North American Sanctity: Blessed Marie-Anne Blondin

When asked by a novice why she, their foundress, was being kept in such lowly status and work conditions, Bl. Marie-Anne responded, “The deeper a tree sinks its roots into the soil, the greater are its chances of growing and producing fruit.” She offered her trials and tribulations in prayer for her congregation. She believed that “there is more happiness in forgiving than in seeking revenge.”

Welcome to "North American Sanctity," a new series on holy men and women, boys and girls, saints and those on the road to sainthood, from Canada, the United States, and Mexico. Some will be familiar, others less so; but all are inspiring!

By Kimberly Bruce

Blessed Marie-Anne Blondin’s life was one of obedience. 

Reduced to a “zero,” as she put it in her own words, Bl. Marie-Anne (feast day April 18) was the foundress of the Congregation of the Sisters of St. Anne in Vaudreuil, Québec, Canada. 

Her life, lived in obedience to “God rather than the world,” was “an example of generous giving” in service to others, according to the Vatican’s notification for her beatification (the second step in the process of canonization to become a saint).

Illiterate but wise
Born Esther Blondin to pious Catholic parents in Terrebonne, Québec, on April 18, 1809, Bl. Marie-Anne was the third of 12 children. She was illiterate until the day she died — not unusual for those in her area in the 19th century. 

She became a boarder at a convent at the age of 23. Initially, she was there to learn to read and write. She then entered the novitiate, but soon had to leave due to health reasons.

Becoming a Catholic school teacher in Vaudreuil, a suburb of Montréal, she learned that a Church ruling existed requiring boys and girls to be separated for education after the age of 10. Boys then were only to be taught by men, girls by women. 

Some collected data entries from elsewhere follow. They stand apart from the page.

//! Bounded invocation of the external `git` tool.
//!
//! The daemon never parses structured git output beyond line-oriented
//! status codes and short hashes, so every operation is a thin wrapper
//! over one `git <args>` call through the shared bounded runner.

use std::path::{Path, PathBuf};
use std::process::Command;
use std::time::Duration;

use super::error::GitError;
use crate::exec::{self, CmdOutput};

/// Seam over the external version-control tool.
///
/// Everything the pipeline and scheduler need is expressed through
/// [`GitOps::run`]; the named operations are convenience wrappers so call
/// sites read as intent rather than argument lists. Tests substitute a
/// scripted fake.
pub trait GitOps {
    /// Run `git` with the given arguments, bounded by the configured
    /// timeout. Non-zero exit is reported inside the `Ok` output.
    fn run(&self, args: &[&str]) -> Result<CmdOutput, GitError>;

    fn status_porcelain(&self) -> Result<CmdOutput, GitError> {
        self.run(&["status", "--porcelain"])
    }

    fn add_all(&self) -> Result<CmdOutput, GitError> {
        self.run(&["add", "."])
    }

    fn commit(&self, message: &str) -> Result<CmdOutput, GitError> {
        self.run(&["commit", "-m", message])
    }

    fn push(&self, remote: &str, branch: &str) -> Result<CmdOutput, GitError> {
        self.run(&["push", "-u", remote, branch])
    }

    fn rev_parse(&self, rev: &str) -> Result<CmdOutput, GitError> {
        self.run(&["rev-parse", rev])
    }

    fn rev_parse_short(&self, rev: &str) -> Result<CmdOutput, GitError> {
        self.run(&["rev-parse", "--short", rev])
    }

    fn ls_remote(&self, remote: &str, refspec: &str) -> Result<CmdOutput, GitError> {
        self.run(&["ls-remote", remote, refspec])
    }

    fn recent_log(&self, count: usize) -> Result<CmdOutput, GitError> {
        let count = format!("-{count}");
        self.run(&["log", "--oneline", &count])
    }

    fn config_get(&self, key: &str) -> Result<CmdOutput, GitError> {
        self.run(&["config", key])
    }

    fn current_branch(&self) -> Result<CmdOutput, GitError> {
        self.run(&["branch", "--show-current"])
    }
}

/// Real `git` runner rooted at a working tree.
pub struct GitCli {
    workdir: PathBuf,
    timeout: Duration,
}

impl GitCli {
    pub fn new(workdir: impl Into<PathBuf>, timeout: Duration) -> Self {
        GitCli {
            workdir: workdir.into(),
            timeout,
        }
    }

    pub fn workdir(&self) -> &Path {
        &self.workdir
    }
}

impl GitOps for GitCli {
    fn run(&self, args: &[&str]) -> Result<CmdOutput, GitError> {
        let mut cmd = Command::new("git");
        cmd.args(args).current_dir(&self.workdir);
        let out = exec::run_with_timeout(cmd, self.timeout)?;
        tracing::trace!(args = ?args, code = out.code, "git");
        Ok(out)
    }
}

/// Trimmed stdout of a command, or an error when it exited non-zero.
pub fn expect_line(
    result: Result<CmdOutput, GitError>,
    context: &'static str,
) -> Result<String, GitError> {
    let out = result?;
    if !out.success() {
        return Err(GitError::failed(context, out.error_text()));
    }
    Ok(out.stdout.trim().to_string())
}

/// Repository facts gathered for the operation-log summary section.
///
/// Every field degrades to a placeholder rather than failing: this data
/// is informational and must not abort a cycle.
#[derive(Debug, Clone)]
pub struct RepoInfo {
    pub branch: String,
    pub user: String,
    pub recent_commits: String,
}

impl RepoInfo {
    pub fn gather<G: GitOps + ?Sized>(git: &G) -> RepoInfo {
        let branch = expect_line(git.current_branch(), "current branch")
            .unwrap_or_else(|_| "unknown".to_string());

        let user = match (
            expect_line(git.config_get("user.name"), "user.name"),
            expect_line(git.config_get("user.email"), "user.email"),
        ) {
            (Ok(name), Ok(email)) => format!("{name} <{email}>"),
            _ => "not configured".to_string(),
        };

        let recent_commits = match git.recent_log(5) {
            Ok(out) if out.success() && !out.stdout.trim().is_empty() => {
                out.stdout.trim().to_string()
            }
            Ok(_) => "no commits yet".to_string(),
            Err(_) => "could not retrieve commits".to_string(),
        };

        RepoInfo {
            branch,
            user,
            recent_commits,
        }
    }
}
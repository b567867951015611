//! Working-tree change classification and commit-message digest.

use super::cli::GitOps;
use super::error::GitError;

/// Maximum paths listed per bucket in the digest.
const DIGEST_CAP: usize = 5;

/// Pending working-tree changes bucketed by kind.
///
/// Computed fresh each connected cycle from `git status --porcelain`;
/// never persisted.
#[derive(Debug, Clone, Default, PartialEq, Eq)]
pub struct ChangeSet {
    pub added: Vec<String>,
    pub modified: Vec<String>,
    pub deleted: Vec<String>,
}

impl ChangeSet {
    pub fn is_empty(&self) -> bool {
        self.added.is_empty() && self.modified.is_empty() && self.deleted.is_empty()
    }

    pub fn total(&self) -> usize {
        self.added.len() + self.modified.len() + self.deleted.len()
    }

    /// Parse porcelain status lines.
    ///
    /// Each line is a 2-character status code, a space, then the path.
    /// `A` and `??` count as added, `M` as modified, `D` as deleted;
    /// anything else (renames, conflicts, ...) is ignored rather than
    /// treated as an error.
    pub fn from_porcelain(stdout: &str) -> ChangeSet {
        let mut changes = ChangeSet::default();
        for line in stdout.lines() {
            if line.trim().is_empty() || line.len() < 3 {
                continue;
            }
            let code = line[..2].trim();
            let path = line[3..].to_string();
            match code {
                "A" | "??" => changes.added.push(path),
                "M" => changes.modified.push(path),
                "D" => changes.deleted.push(path),
                _ => {}
            }
        }
        changes
    }

    /// Drop entries matching the given repo-relative paths (or living
    /// under them, for directories).
    ///
    /// Used to keep the daemon's own artifacts - version file, operation
    /// log, error records - from triggering commit cycles of their own.
    pub fn exclude(&mut self, paths: &[String]) {
        let excluded = |entry: &String| {
            let entry = entry.trim_end_matches('/');
            paths.iter().any(|p| {
                let p = p.trim_end_matches('/');
                entry == p || entry.starts_with(&format!("{p}/"))
            })
        };
        self.added.retain(|e| !excluded(e));
        self.modified.retain(|e| !excluded(e));
        self.deleted.retain(|e| !excluded(e));
    }

    /// Human-readable digest used in the commit message body.
    ///
    /// Lists up to five paths per bucket with an "and N more" suffix.
    /// Cosmetic only - nothing downstream parses this.
    pub fn digest(&self) -> String {
        let mut out = String::from("Working tree changes:\n");

        for (label, paths) in [
            ("Added files", &self.added),
            ("Modified files", &self.modified),
            ("Deleted files", &self.deleted),
        ] {
            if paths.is_empty() {
                continue;
            }
            out.push('\n');
            out.push_str(label);
            out.push_str(":\n");
            for path in paths.iter().take(DIGEST_CAP) {
                out.push_str("- ");
                out.push_str(path);
                out.push('\n');
            }
            if paths.len() > DIGEST_CAP {
                out.push_str(&format!("... and {} more files\n", paths.len() - DIGEST_CAP));
            }
        }

        out.trim_end().to_string()
    }
}

/// Inspect the working tree once and classify pending changes.
pub fn summarize<G: GitOps + ?Sized>(git: &G) -> Result<ChangeSet, GitError> {
    let out = git.status_porcelain()?;
    if !out.success() {
        return Err(GitError::failed("git status", out.error_text()));
    }
    Ok(ChangeSet::from_porcelain(&out.stdout))
}
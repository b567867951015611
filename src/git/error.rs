//! Git invocation error types.

use thiserror::Error;

use crate::exec::ExecError;

/// Errors from invoking the external `git` tool.
///
/// A non-zero exit status is *not* represented here - callers inspect the
/// captured [`CmdOutput`](crate::exec::CmdOutput) and decide stage-level
/// failure semantics themselves.
#[derive(Debug, Error)]
#[non_exhaustive]
pub enum GitError {
    #[error(transparent)]
    Exec(#[from] ExecError),

    #[error("git command failed: {context}: {message}")]
    Failed { context: &'static str, message: String },
}

impl GitError {
    pub fn failed(context: &'static str, message: impl Into<String>) -> Self {
        GitError::Failed {
            context,
            message: message.into(),
        }
    }
}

Many churches, as a result, chose to have no schools due to the costs of maintaining two separate ones. This was the reason for the high degree of illiteracy amongst her people.

Deeply convicted to do something about this, Bl. Marie-Anne approached her Bishop, the Most Rev. Ignace Bourget of Montréal, to begin a congregation whose work would be to educate boys and girls in the same school. Not wanting this, but because the state favored this type of schooling, Bishop Bourget chose to allow it.

Holy obedience
At age 41, Bl. Marie-Anne became Mother Superior of her new Congregation of the Sisters of St. Anne. Because of its substantial growth in just three short years, the bishop transferred the congregation in 1853 to larger quarters at St. Jacques de l’Achigan, under the chaplaincy of Fr. Louis Adolphe Marechal.

Due to Fr. Marechal’s incessant and often cruel interference in the life of this Congregation, Fr. Marechal and Mother Marie-Anne were at odds. A year later, the bishop asked Mother to resign. He also went so far as to order Mother “not to accept the superiorship, even if her sisters wanted to re-elect her,” which they did, several times over, during the ensuing years.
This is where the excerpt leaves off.